As for number concept and counting, young children undertake many pre-numerical activities on classifying and sorting objects into sets, and this is very much in harmony with the widely accepted foundational work on number, done by Cantor and Russell in the early 20th century. A natural number, then, is an equivalence class of sets, that are in one-to-one correspondence. For example: 3= [{cat, dog, pig}], and the Collins Dictionary of Mathematics illustrates this with slightly different notation:

3 = |{knife, fork, spoon}| = |{cat, dog, pig}|

In practice, a particular natural number is specified either by the appropriate word or symbol or by referring to a specific class representative, so that, when a teacher says ‘Show me three’, a child will respond by pointing to some group of three objects (usually three fingers!), and ‘threeness’ is a property of any such representative of this equivalence class. A natural number, of course, is not the same thing as the symbol that represents it, because ‘four’, for instance, can be represented by various symbols, such as 4, IV or 100 in binary form; but this is not to deny the existence of the concept of ‘four’.

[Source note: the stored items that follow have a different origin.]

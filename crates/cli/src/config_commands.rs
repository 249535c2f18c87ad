use std::path::Path;

use {anyhow::Result, clap::Subcommand};

use threadline_config::{
    Severity,
    validate::{self, ValidationResult},
};

#[derive(Subcommand)]
pub enum ConfigAction {
    /// Print the resolved configuration as TOML.
    Show,
    /// Validate the configuration file and report errors/warnings.
    Check {
        /// Show informational diagnostics in addition to errors and warnings.
        #[arg(long)]
        verbose: bool,
    },
}

pub fn handle_config(action: ConfigAction, path: Option<&Path>) -> Result<()> {
    match action {
        ConfigAction::Show => show(path),
        ConfigAction::Check { verbose } => check(path, verbose),
    }
}

/// ANSI color codes.
const RED: &str = "\x1b[31m";
const YELLOW: &str = "\x1b[33m";
const CYAN: &str = "\x1b[36m";
const BOLD: &str = "\x1b[1m";
const RESET: &str = "\x1b[0m";

fn show(path: Option<&Path>) -> Result<()> {
    let config = crate::load_config(path)?;
    print!("{}", toml::to_string_pretty(&config)?);
    Ok(())
}

fn check(path: Option<&Path>, verbose: bool) -> Result<()> {
    let result = validate::validate(path);

    if let Some(ref path) = result.config_path {
        eprintln!("Checking {}\n", path.display());
    } else {
        eprintln!("No config file found; checking defaults.\n");
    }

    let lines = render(&result, verbose);
    for line in &lines {
        eprintln!("  {line}");
    }

    let errors = result.count(Severity::Error);
    let warnings = result.count(Severity::Warning);

    if !lines.is_empty() {
        eprintln!();
    }

    if errors == 0 && warnings == 0 {
        eprintln!("No issues found.");
    } else {
        eprintln!("{errors} error(s), {warnings} warning(s)");
    }

    if errors > 0 {
        std::process::exit(1);
    }

    Ok(())
}

fn render(result: &ValidationResult, verbose: bool) -> Vec<String> {
    result
        .diagnostics
        .iter()
        .filter(|d| verbose || d.severity != Severity::Info)
        .map(|d| {
            let (color, label) = match d.severity {
                Severity::Error => (RED, "error"),
                Severity::Warning => (YELLOW, "warning"),
                Severity::Info => (CYAN, "info"),
            };
            if d.path.is_empty() {
                format!("{BOLD}{color}{label}{RESET} {}", d.message)
            } else {
                format!("{BOLD}{color}{label}{RESET} {}: {}", d.path, d.message)
            }
        })
        .collect()
}

#[allow(clippy::unwrap_used, clippy::expect_used)]
#[cfg(test)]
mod tests {
    use super::*;

    #[test]
    fn info_is_hidden_unless_verbose() {
        let result = validate::validate_toml_str("[thread]\nmax_depth = 0\n");
        assert_eq!(result.count(Severity::Info), 1);

        let quiet = render(&result, false);
        let loud = render(&result, true);
        assert_eq!(loud.len(), quiet.len() + 1);
        assert!(loud.iter().any(|l| l.contains("thread.max_depth")));
    }
}
//! Deterministic identifiers.
//!
//! Every platform-side identifier (message id, conversation id, author id)
//! maps to exactly one UUID per agent, so persisting the same message twice
//! always targets the same record.

use uuid::Uuid;

/// Derive the agent's own id from its configured name.
#[must_use]
pub fn agent_id_for(name: &str) -> Uuid {
    Uuid::new_v5(&Uuid::NAMESPACE_OID, name.as_bytes())
}

/// Derive a stable id for `key` scoped to `agent_id`.
///
/// The agent's own id maps to itself.
#[must_use]
pub fn unique_id(agent_id: Uuid, key: &str) -> Uuid {
    if key == agent_id.to_string() {
        return agent_id;
    }
    Uuid::new_v5(&agent_id, key.as_bytes())
}

#[cfg(test)]
mod tests {
    use {super::*, rstest::rstest};

    #[rstest]
    #[case("1234567890")]
    #[case("conversation-42")]
    #[case("")]
    fn same_key_same_id(#[case] key: &str) {
        let agent = agent_id_for("threadline");
        assert_eq!(unique_id(agent, key), unique_id(agent, key));
    }

    #[test]
    fn agents_get_distinct_namespaces() {
        let a = agent_id_for("alpha");
        let b = agent_id_for("beta");
        assert_ne!(a, b);
        assert_ne!(unique_id(a, "42"), unique_id(b, "42"));
    }

    #[test]
    fn agent_key_maps_to_agent() {
        let agent = agent_id_for("threadline");
        assert_eq!(unique_id(agent, &agent.to_string()), agent);
    }
}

Teachers will also provide other graphically stimulating visual aids (and practical activities) seeking to establish the link between ordinal and cardinal number, usually by means of sequences of sets, such as:

   {cat} →{cat, dog}→{cat, dog, pig}→{cat, dog, pig, goat}→ etc.

       1              2                     3                          4                     …

However, not only is this a correct pedagogical progression, but it is also compatible with formal definitions of ordinal number, as in the Collins Dictionary , which says that ordinal number is a measure of a set that takes account of the order as well as the number of elements.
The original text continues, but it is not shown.